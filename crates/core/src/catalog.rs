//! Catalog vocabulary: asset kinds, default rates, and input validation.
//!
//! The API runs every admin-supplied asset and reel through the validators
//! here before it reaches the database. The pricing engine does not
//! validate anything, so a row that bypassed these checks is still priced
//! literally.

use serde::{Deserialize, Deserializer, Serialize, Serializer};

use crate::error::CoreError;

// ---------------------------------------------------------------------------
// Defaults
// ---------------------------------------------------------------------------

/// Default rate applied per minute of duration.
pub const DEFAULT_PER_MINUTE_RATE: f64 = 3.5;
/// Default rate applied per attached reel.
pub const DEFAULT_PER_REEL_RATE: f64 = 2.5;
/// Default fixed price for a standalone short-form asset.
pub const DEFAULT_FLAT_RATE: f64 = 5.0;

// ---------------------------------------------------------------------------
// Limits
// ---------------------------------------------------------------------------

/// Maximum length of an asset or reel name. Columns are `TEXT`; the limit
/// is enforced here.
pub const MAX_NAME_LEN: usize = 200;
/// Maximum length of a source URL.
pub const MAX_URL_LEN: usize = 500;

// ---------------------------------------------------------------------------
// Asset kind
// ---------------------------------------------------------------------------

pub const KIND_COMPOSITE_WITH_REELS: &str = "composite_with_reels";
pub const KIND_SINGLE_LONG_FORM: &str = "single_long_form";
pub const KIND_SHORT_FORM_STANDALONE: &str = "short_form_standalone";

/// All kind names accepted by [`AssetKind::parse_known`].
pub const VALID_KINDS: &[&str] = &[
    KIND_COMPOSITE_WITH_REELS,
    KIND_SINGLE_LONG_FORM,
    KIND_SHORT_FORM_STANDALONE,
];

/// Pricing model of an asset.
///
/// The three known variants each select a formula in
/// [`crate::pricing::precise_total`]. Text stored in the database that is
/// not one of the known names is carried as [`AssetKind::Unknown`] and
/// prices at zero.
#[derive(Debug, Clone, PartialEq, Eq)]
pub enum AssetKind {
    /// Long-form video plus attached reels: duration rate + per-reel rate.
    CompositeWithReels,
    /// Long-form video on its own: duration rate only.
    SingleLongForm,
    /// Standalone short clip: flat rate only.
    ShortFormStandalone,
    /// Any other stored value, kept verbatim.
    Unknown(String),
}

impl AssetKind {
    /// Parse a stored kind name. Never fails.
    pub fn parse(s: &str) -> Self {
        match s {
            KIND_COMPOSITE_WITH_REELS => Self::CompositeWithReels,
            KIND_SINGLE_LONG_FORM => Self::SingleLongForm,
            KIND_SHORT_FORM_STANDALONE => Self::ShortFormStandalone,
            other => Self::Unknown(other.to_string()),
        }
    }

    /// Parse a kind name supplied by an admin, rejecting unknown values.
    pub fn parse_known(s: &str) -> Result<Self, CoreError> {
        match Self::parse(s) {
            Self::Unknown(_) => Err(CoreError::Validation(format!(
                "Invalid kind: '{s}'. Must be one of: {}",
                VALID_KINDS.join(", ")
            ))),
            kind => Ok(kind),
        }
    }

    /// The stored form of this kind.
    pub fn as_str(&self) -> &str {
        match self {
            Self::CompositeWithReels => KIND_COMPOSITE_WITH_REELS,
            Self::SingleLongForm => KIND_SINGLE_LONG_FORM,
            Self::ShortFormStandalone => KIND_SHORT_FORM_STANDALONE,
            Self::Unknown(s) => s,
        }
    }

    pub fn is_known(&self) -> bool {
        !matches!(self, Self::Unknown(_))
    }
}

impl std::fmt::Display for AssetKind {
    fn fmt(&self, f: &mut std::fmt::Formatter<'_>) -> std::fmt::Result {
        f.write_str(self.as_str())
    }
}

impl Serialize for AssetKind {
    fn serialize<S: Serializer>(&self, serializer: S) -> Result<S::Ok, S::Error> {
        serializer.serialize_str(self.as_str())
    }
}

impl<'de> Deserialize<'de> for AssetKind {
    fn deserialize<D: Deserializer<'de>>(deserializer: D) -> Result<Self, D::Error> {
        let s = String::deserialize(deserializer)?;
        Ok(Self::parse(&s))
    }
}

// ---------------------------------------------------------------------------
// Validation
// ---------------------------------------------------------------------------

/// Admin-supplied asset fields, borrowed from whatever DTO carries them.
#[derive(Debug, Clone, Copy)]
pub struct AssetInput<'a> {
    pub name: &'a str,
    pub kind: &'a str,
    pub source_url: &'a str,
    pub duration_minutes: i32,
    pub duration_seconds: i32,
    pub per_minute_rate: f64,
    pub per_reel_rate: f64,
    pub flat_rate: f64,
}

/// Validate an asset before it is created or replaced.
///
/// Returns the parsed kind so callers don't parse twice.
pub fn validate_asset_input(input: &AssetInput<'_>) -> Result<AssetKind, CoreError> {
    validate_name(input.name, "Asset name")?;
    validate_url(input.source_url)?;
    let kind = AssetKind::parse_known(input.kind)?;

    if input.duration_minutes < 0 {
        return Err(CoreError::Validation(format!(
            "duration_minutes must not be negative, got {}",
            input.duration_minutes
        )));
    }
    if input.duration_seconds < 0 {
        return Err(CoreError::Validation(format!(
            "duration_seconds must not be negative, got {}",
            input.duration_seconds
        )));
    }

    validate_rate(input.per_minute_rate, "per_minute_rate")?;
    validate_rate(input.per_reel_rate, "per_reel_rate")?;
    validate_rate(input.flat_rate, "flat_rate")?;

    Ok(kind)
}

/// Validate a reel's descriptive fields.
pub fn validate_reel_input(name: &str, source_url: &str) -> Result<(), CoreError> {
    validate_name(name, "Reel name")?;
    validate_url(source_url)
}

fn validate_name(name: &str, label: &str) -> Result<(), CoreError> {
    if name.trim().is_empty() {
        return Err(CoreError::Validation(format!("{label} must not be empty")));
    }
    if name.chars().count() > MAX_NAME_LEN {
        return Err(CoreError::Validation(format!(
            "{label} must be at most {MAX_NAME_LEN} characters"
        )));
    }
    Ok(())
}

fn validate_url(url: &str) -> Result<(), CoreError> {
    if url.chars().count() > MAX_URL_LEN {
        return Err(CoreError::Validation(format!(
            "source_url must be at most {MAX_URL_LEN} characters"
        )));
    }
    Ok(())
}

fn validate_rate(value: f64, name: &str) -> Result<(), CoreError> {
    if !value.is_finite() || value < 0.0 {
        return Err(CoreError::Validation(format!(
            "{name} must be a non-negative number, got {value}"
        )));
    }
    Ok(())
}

*-*-*

▸ WHAT IS NEEDED: Every single line in the records above must be written out exactly.

▸ ANSWER:
filename crates/core/src/catalog.rs
//! Catalog vocabulary: asset kinds, default rates, and input validation.
//!
//! The API runs every admin-supplied asset and reel through the validators
//! here before it reaches the database. The pricing engine does not
//! validate anything, so a row that bypassed these checks is still priced
//! literally.

use serde::{Deserialize, Deserializer, Serialize, Serializer};

use crate::error::CoreError;

// ---------------------------------------------------------------------------
// Defaults
// ---------------------------------------------------------------------------

/// Default rate applied per minute of duration.
pub const DEFAULT_PER_MINUTE_RATE: f64 = 3.5;
/// Default rate applied per attached reel.
pub const DEFAULT_PER_REEL_RATE: f64 = 2.5;
/// Default fixed price for a standalone short-form asset.
pub const DEFAULT_FLAT_RATE: f64 = 5.0;

// ---------------------------------------------------------------------------
// Limits
// ---------------------------------------------------------------------------

/// Maximum length of an asset or reel name. Columns are `TEXT`; the limit
/// is enforced here.
pub const MAX_NAME_LEN: usize = 200;
/// Maximum length of a source URL.
pub const MAX_URL_LEN: usize = 500;

// ---------------------------------------------------------------------------
// Asset kind
// ---------------------------------------------------------------------------

pub const KIND_COMPOSITE_WITH_REELS: &str = "composite_with_reels";
pub const KIND_SINGLE_LONG_FORM: &str = "single_long_form";
pub const KIND_SHORT_FORM_STANDALONE: &str = "short_form_standalone";

/// All kind names accepted by [`AssetKind::parse_known`].
pub const VALID_KINDS: &[&str] = &[
    KIND_COMPOSITE_WITH_REELS,
    KIND_SINGLE_LONG_FORM,
    KIND_SHORT_FORM_STANDALONE,
];

/// Pricing model of an asset.
///
/// The three known variants each select a formula in
/// [`crate::pricing::precise_total`]. Text stored in the database that is
/// not one of the known names is carried as [`AssetKind::Unknown`] and
/// prices at zero.
#[derive(Debug, Clone, PartialEq, Eq)]
pub enum AssetKind {
    /// Long-form video plus attached reels: duration rate + per-reel rate.
    CompositeWithReels,
    /// Long-form video on its own: duration rate only.
    SingleLongForm,
    /// Standalone short clip: flat rate only.
    ShortFormStandalone,
    /// Any other stored value, kept verbatim.
    Unknown(String),
}

impl AssetKind {
    /// Parse a stored kind name. Never fails.
    pub fn parse(s: &str) -> Self {
        match s {
            KIND_COMPOSITE_WITH_REELS => Self::CompositeWithReels,
            KIND_SINGLE_LONG_FORM => Self::SingleLongForm,
            KIND_SHORT_FORM_STANDALONE => Self::ShortFormStandalone,
            other => Self::Unknown(other.to_string()),
        }
    }

    /// Parse a kind name supplied by an admin, rejecting unknown values.
    pub fn parse_known(s: &str) -> Result<Self, CoreError> {
        match Self::parse(s) {
            Self::Unknown(_) => Err(CoreError::Validation(format!(
                "Invalid kind: '{s}'. Must be one of: {}",
                VALID_KINDS.join(", ")
            ))),
            kind => Ok(kind),
        }
    }

    /// The stored form of this kind.
    pub fn as_str(&self) -> &str {
        match self {
            Self::CompositeWithReels => KIND_COMPOSITE_WITH_REELS,
            Self::SingleLongForm => KIND_SINGLE_LONG_FORM,
            Self::ShortFormStandalone => KIND_SHORT_FORM_STANDALONE,
            Self::Unknown(s) => s,
        }
    }

    pub fn is_known(&self) -> bool {
        !matches!(self, Self::Unknown(_))
    }
}

impl std::fmt::Display for AssetKind {
    fn fmt(&self, f: &mut std::fmt::Formatter<'_>) -> std::fmt::Result {
        f.write_str(self.as_str())
    }
}

impl Serialize for AssetKind {
    fn serialize<S: Serializer>(&self, serializer: S) -> Result<S::Ok, S::Error> {
        serializer.serialize_str(self.as_str())
    }
}

impl<'de> Deserialize<'de> for AssetKind {
    fn deserialize<D: Deserializer<'de>>(deserializer: D) -> Result<Self, D::Error> {
        let s = String::deserialize(deserializer)?;
        Ok(Self::parse(&s))
    }
}

// ---------------------------------------------------------------------------
// Validation
// ---------------------------------------------------------------------------

/// Admin-supplied asset fields, borrowed from whatever DTO carries them.
#[derive(Debug, Clone, Copy)]
pub struct AssetInput<'a> {
    pub name: &'a str,
    pub kind: &'a str,
    pub source_url: &'a str,
    pub duration_minutes: i32,
    pub duration_seconds: i32,
    pub per_minute_rate: f64,
    pub per_reel_rate: f64,
    pub flat_rate: f64,
}

/// Validate an asset before it is created or replaced.
///
/// Returns the parsed kind so callers don't parse twice.
pub fn validate_asset_input(input: &AssetInput<'_>) -> Result<AssetKind, CoreError> {
    validate_name(input.name, "Asset name")?;
    validate_url(input.source_url)?;
    let kind = AssetKind::parse_known(input.kind)?;

    if input.duration_minutes < 0 {
        return Err(CoreError::Validation(format!(
            "duration_minutes must not be negative, got {}",
            input.duration_minutes
        )));
    }
    if input.duration_seconds < 0 {
        return Err(CoreError::Validation(format!(
            "duration_seconds must not be negative, got {}",
            input.duration_seconds
        )));
    }

    validate_rate(input.per_minute_rate, "per_minute_rate")?;
    validate_rate(input.per_reel_rate, "per_reel_rate")?;
    validate_rate(input.flat_rate, "flat_rate")?;

    Ok(kind)
}

/// Validate a reel's descriptive fields.
pub fn validate_reel_input(name: &str, source_url: &str) -> Result<(), CoreError> {
    validate_name(name, "Reel name")?;
    validate_url(source_url)
}

fn validate_name(name: &str, label: &str) -> Result<(), CoreError> {
    if name.trim().is_empty() {
        return Err(CoreError::Validation(format!("{label} must not be empty")));
    }
    if name.chars().count() > MAX_NAME_LEN {
        return Err(CoreError::Validation(format!(
            "{label} must be at most {MAX_NAME_LEN} characters"
        )));
    }
    Ok(())
}

fn validate_url(url: &str) -> Result<(), CoreError> {
    if url.chars().count() > MAX_URL_LEN {
        return Err(CoreError::Validation(format!(
            "source_url must be at most {MAX_URL_LEN} characters"
        )));
    }
    Ok(())
}

fn validate_rate(value: f64, name: &str) -> Result<(), CoreError> {
    if !value.is_finite() || value < 0.0 {
        return Err(CoreError::Validation(format!(
            "{name} must be a non-negative number, got {value}"
        )));
    }
    Ok(())
}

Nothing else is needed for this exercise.